Of the lines in the data below, write out exactly those from the one holding "arithmetic(l, r, i64::wrapping_div, |a, b|" through the one holding "let b = r.as_f64()?;", both included.

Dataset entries
***
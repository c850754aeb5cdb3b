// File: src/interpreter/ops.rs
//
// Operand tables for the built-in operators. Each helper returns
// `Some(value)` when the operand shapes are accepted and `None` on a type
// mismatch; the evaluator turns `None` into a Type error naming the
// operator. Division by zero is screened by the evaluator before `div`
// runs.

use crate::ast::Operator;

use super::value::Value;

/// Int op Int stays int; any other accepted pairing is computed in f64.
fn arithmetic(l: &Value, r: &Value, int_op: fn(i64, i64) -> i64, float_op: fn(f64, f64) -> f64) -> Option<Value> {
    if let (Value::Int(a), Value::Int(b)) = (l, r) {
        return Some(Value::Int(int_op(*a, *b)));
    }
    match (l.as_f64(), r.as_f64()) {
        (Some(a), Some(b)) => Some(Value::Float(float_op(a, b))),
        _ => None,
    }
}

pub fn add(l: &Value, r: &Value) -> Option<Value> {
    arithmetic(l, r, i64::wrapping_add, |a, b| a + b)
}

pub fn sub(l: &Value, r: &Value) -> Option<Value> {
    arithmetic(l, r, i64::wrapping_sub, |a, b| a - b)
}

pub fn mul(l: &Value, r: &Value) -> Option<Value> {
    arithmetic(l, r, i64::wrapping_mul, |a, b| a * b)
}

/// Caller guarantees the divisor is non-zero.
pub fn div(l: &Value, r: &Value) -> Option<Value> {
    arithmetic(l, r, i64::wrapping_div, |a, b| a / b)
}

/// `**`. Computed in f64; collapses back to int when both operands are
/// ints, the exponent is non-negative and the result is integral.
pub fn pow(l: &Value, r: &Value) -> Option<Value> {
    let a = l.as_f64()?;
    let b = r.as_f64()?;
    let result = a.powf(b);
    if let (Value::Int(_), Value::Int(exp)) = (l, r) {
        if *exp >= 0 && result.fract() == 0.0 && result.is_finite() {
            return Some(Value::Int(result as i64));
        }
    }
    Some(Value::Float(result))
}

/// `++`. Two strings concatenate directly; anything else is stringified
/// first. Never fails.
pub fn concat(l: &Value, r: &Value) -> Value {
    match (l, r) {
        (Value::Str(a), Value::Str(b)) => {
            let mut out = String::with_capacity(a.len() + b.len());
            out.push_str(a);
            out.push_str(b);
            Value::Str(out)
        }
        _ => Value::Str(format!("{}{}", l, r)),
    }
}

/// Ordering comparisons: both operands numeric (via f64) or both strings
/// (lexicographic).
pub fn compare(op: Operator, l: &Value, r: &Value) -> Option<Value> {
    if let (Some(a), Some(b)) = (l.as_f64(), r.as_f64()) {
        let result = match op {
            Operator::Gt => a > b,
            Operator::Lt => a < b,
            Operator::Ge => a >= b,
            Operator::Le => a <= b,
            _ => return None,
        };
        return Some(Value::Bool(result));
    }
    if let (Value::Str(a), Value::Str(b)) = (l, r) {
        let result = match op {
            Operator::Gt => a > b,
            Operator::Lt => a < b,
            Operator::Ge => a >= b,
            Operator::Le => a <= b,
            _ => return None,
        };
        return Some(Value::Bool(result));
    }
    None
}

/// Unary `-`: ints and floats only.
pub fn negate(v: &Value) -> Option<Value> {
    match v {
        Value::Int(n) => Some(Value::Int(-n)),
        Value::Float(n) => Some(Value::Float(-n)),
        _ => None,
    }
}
***
RESULT FOR THIS EXERCISE =
    arithmetic(l, r, i64::wrapping_div, |a, b| a / b)
}

/// `**`. Computed in f64; collapses back to int when both operands are
/// ints, the exponent is non-negative and the result is integral.
pub fn pow(l: &Value, r: &Value) -> Option<Value> {
    let a = l.as_f64()?;
    let b = r.as_f64()?;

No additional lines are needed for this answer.